Summary: An exploration of the values that sustain us when we see a world as well as our own bodies falling apart.
Anne Lamott wrote this in the first year of the pandemic amid illness, lockdown, and death, reports on the dire consequences of a rapidly warming planet and a presidential election fraught with conflict. And she writes of being newly married, three days after she signed up for Medicare. The book evidences a consciousness of both bodies and the world falling apart. Internally as well as physically, she seems more aware than ever how messed up we are, both by the complicated histories of our families and our own lousy choices.
A predominant message of this book is “that love is sovereign here, and that the hardest work we do is self-love and forgiveness.” We try to pretend we are better than we are, only to fall flat on our faces, as Lamott describes during the time she struggled with alcoholism, sprawled on a cliff ledge after having blacked out, with a battered toenail and all muddy. If anything as we get older, we have a diminished capacity to keep up the façade.

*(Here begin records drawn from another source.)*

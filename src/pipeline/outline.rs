use super::artifacts::ArtifactStore;
use crate::llm::CallOrchestrator;
use crate::subtitle::{chunk_by_time_and_size, parse_srt_file, Chunk};
use anyhow::Result;
use regex::Regex;
use serde::{Deserialize, Serialize};
use serde_json::json;
use std::collections::HashSet;
use std::path::Path;
use std::sync::OnceLock;
use tracing::{error, info, warn};

/// Longest subtopic kept; longer lines are dropped
pub const MAX_SUBTOPIC_CHARS: usize = 200;

/// A topic found in one chunk
#[derive(Debug, Clone, PartialEq, Eq, Serialize, Deserialize)]
pub struct OutlineEntry {
    pub title: String,
    #[serde(default)]
    pub subtopics: Vec<String>,
    pub chunk_index: usize,
}

impl OutlineEntry {
    pub fn new(title: impl Into<String>, chunk_index: usize) -> Self {
        Self {
            title: title.into(),
            subtopics: Vec::new(),
            chunk_index,
        }
    }
}

/// Merged outline plus the chunk set it was derived from
#[derive(Debug, Clone, Default)]
pub struct OutlineResult {
    pub outlines: Vec<OutlineEntry>,
    pub chunks: Vec<Chunk>,
    /// Chunks whose call failed or came back empty
    pub failed_chunks: Vec<usize>,
}

fn title_line_pattern() -> &'static Regex {
    static TITLE: OnceLock<Regex> = OnceLock::new();
    TITLE.get_or_init(|| Regex::new(r"^\d+\.\s*\*\*").expect("static title pattern"))
}

enum ParseState {
    Outside,
    Inside(OutlineEntry),
}

/// Recognize `N. **Title**` lines and the `- subtopic` lines under them.
///
/// Dash lines seen before any title are ignored.
pub fn lines_to_entries<'a, I>(lines: I, chunk_index: usize) -> Vec<OutlineEntry>
where
    I: IntoIterator<Item = &'a str>,
{
    let mut entries = Vec::new();
    let mut state = ParseState::Outside;

    for line in lines {
        let line = line.trim();

        if title_line_pattern().is_match(line) {
            if let ParseState::Inside(done) = std::mem::replace(&mut state, ParseState::Outside) {
                entries.push(done);
            }

            let title = line.split("**").nth(1).unwrap_or_default().trim();
            if !title.is_empty() {
                state = ParseState::Inside(OutlineEntry::new(title, chunk_index));
            }
            continue;
        }

        if let (Some(rest), ParseState::Inside(entry)) = (line.strip_prefix('-'), &mut state) {
            let subtopic = rest.trim();
            if !subtopic.is_empty() && subtopic.chars().count() <= MAX_SUBTOPIC_CHARS {
                entry.subtopics.push(subtopic.to_string());
            }
        }
    }

    if let ParseState::Inside(done) = state {
        entries.push(done);
    }

    entries
}

/// Deduplicate by title, keeping the first occurrence and encounter order
pub fn merge_outlines(outlines: Vec<OutlineEntry>) -> Vec<OutlineEntry> {
    let mut seen = HashSet::new();
    outlines
        .into_iter()
        .filter(|outline| seen.insert(outline.title.clone()))
        .collect()
}

/// Drives one outline call per chunk
pub struct OutlineExtractor {
    orchestrator: CallOrchestrator,
    store: ArtifactStore,
    prompt: String,
    interval_minutes: u64,
    max_chars: usize,
}

impl OutlineExtractor {
    pub fn new(orchestrator: CallOrchestrator, store: ArtifactStore, prompt: impl Into<String>) -> Self {
        Self {
            orchestrator,
            store,
            prompt: prompt.into(),
            interval_minutes: 30,
            max_chars: 1500,
        }
    }

    pub fn with_chunking(mut self, interval_minutes: u64, max_chars: usize) -> Self {
        self.interval_minutes = interval_minutes;
        self.max_chars = max_chars;
        self
    }

    /// Parse and chunk the subtitle file, persist the chunks, then outline each one.
    ///
    /// A missing or empty subtitle file fails the whole run; per-chunk failures
    /// are recorded and skipped.
    pub async fn extract(&self, srt_path: &Path) -> Result<OutlineResult> {
        info!("🎬 Starting outline extraction for {}", srt_path.display());

        let entries = parse_srt_file(srt_path).await?;
        let chunks = chunk_by_time_and_size(&entries, self.interval_minutes, self.max_chars);
        info!(
            "Split {} subtitle entries into {} chunks (≤{} min, <{} chars)",
            entries.len(),
            chunks.len(),
            self.interval_minutes,
            self.max_chars
        );

        self.store.save_chunks(&chunks).await?;

        let (outlines, failed_chunks) = self.extract_from_chunks(&chunks).await;
        Ok(OutlineResult {
            outlines,
            chunks,
            failed_chunks,
        })
    }

    /// Outline already-derived chunks in order; returns merged entries and failed chunk indices
    pub async fn extract_from_chunks(&self, chunks: &[Chunk]) -> (Vec<OutlineEntry>, Vec<usize>) {
        let mut all_outlines = Vec::new();
        let mut failed = Vec::new();

        for (position, chunk) in chunks.iter().enumerate() {
            info!(
                "Processing chunk {}/{} ({} -> {})",
                position + 1,
                chunks.len(),
                chunk.start_time,
                chunk.end_time
            );

            let input = json!({ "text": chunk.text });
            let response = match self.orchestrator.call(&self.prompt, Some(&input)).await {
                Ok(response) => response,
                Err(e) => {
                    error!("Chunk {} outline failed: {:#}", chunk.chunk_index, e);
                    failed.push(chunk.chunk_index);
                    continue;
                }
            };

            if response.trim().is_empty() {
                warn!("Chunk {} returned an empty response", chunk.chunk_index);
                failed.push(chunk.chunk_index);
                continue;
            }

            if let Err(e) = self.store.save_outline_response(chunk.chunk_index, &response).await {
                warn!("Could not keep raw outline for chunk {}: {}", chunk.chunk_index, e);
            }

            let parsed = lines_to_entries(response.lines(), chunk.chunk_index);
            if parsed.is_empty() {
                warn!("No topics recognized in chunk {}", chunk.chunk_index);
            }
            all_outlines.extend(parsed);
        }

        let merged = merge_outlines(all_outlines);
        info!("✅ Outline extraction completed with {} topics", merged.len());
        (merged, failed)
    }
}

#[cfg(test)]
mod tests {
    use super::*;

    #[test]
    fn test_lines_to_entries() {
        let response = "Here are the topics:\n\
            1. **Opening remarks**\n\
            - Welcome\n\
            -   Agenda for today  \n\
            \n\
            2.**Guard passing**\n\
            - Pressure first\n\
            Some stray prose\n\
            - Stack pass";

        let entries = lines_to_entries(response.lines(), 4);

        assert_eq!(entries.len(), 2);
        assert_eq!(entries[0].title, "Opening remarks");
        assert_eq!(entries[0].subtopics, vec!["Welcome", "Agenda for today"]);
        assert_eq!(entries[1].title, "Guard passing");
        assert_eq!(entries[1].subtopics, vec!["Pressure first", "Stack pass"]);
        assert!(entries.iter().all(|e| e.chunk_index == 4));
    }

    #[test]
    fn test_dash_lines_outside_entry_are_ignored() {
        let entries = lines_to_entries(["- orphan", "1. **Only topic**", "- kept"], 0);
        assert_eq!(entries.len(), 1);
        assert_eq!(entries[0].subtopics, vec!["kept"]);
    }

    #[test]
    fn test_overlong_and_empty_subtopics_are_dropped() {
        let long = format!("- {}", "x".repeat(MAX_SUBTOPIC_CHARS + 1));
        let exact = format!("- {}", "y".repeat(MAX_SUBTOPIC_CHARS));
        let entries = lines_to_entries(["1. **Topic**", "-", long.as_str(), exact.as_str()], 0);

        assert_eq!(entries[0].subtopics.len(), 1);
        assert_eq!(entries[0].subtopics[0].len(), MAX_SUBTOPIC_CHARS);
    }

    #[test]
    fn test_plain_numbered_lines_do_not_start_entries() {
        let entries = lines_to_entries(["1. Not bold", "- detail"], 0);
        assert!(entries.is_empty());
    }

    #[test]
    fn test_merge_keeps_first_occurrence() {
        let mut first_a = OutlineEntry::new("A", 0);
        first_a.subtopics.push("from chunk 0".to_string());
        let mut second_a = OutlineEntry::new("A", 2);
        second_a.subtopics.push("from chunk 2".to_string());

        let merged = merge_outlines(vec![first_a.clone(), OutlineEntry::new("B", 1), second_a]);

        assert_eq!(merged.len(), 2);
        assert_eq!(merged[0], first_a);
        assert_eq!(merged[1].title, "B");
    }
}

Along the way, we listen to her as she describes the awakening to the challenge of living with another person with all their foibles, trying to teach Sunday school to a bunch of kids who are more concerned about when is the snack, who think that the passage in Exodus about seeing God’s back is about seeing his butt, and the challenges of a new cat in the house. She explores the strangeness and difficulty of repentance, the growth of forgiveness in us like the growth of a nautilus shell, her alarm at swallowing pills meant for her dog, and enduring a night of people telling the stories, droning on and on.
Somehow, she maintains hope that in the end, all will be well with the climate, and with us. She believes we’ve risen to other occasions and will to this. I think Lamott’s gift is self-deprecating honesty, grown even more acute as she gets older that eventuates in both forgiveness and recognition of the moments of grace. At times one feels that her efforts to share wisdom end up as platitudes like “love is the gas station and the fuel.” Then, on the same page you encounter the staggering insight that as messed up as we are “we are loved out of all sense and proportion.” Perhaps in the end, that is what makes all the difference between hope and despair. Platitudinous or profound, one has the sense that Anne Lamott stumbles day by day toward that love and toward that hope (and she really doesn’t care how it sounds).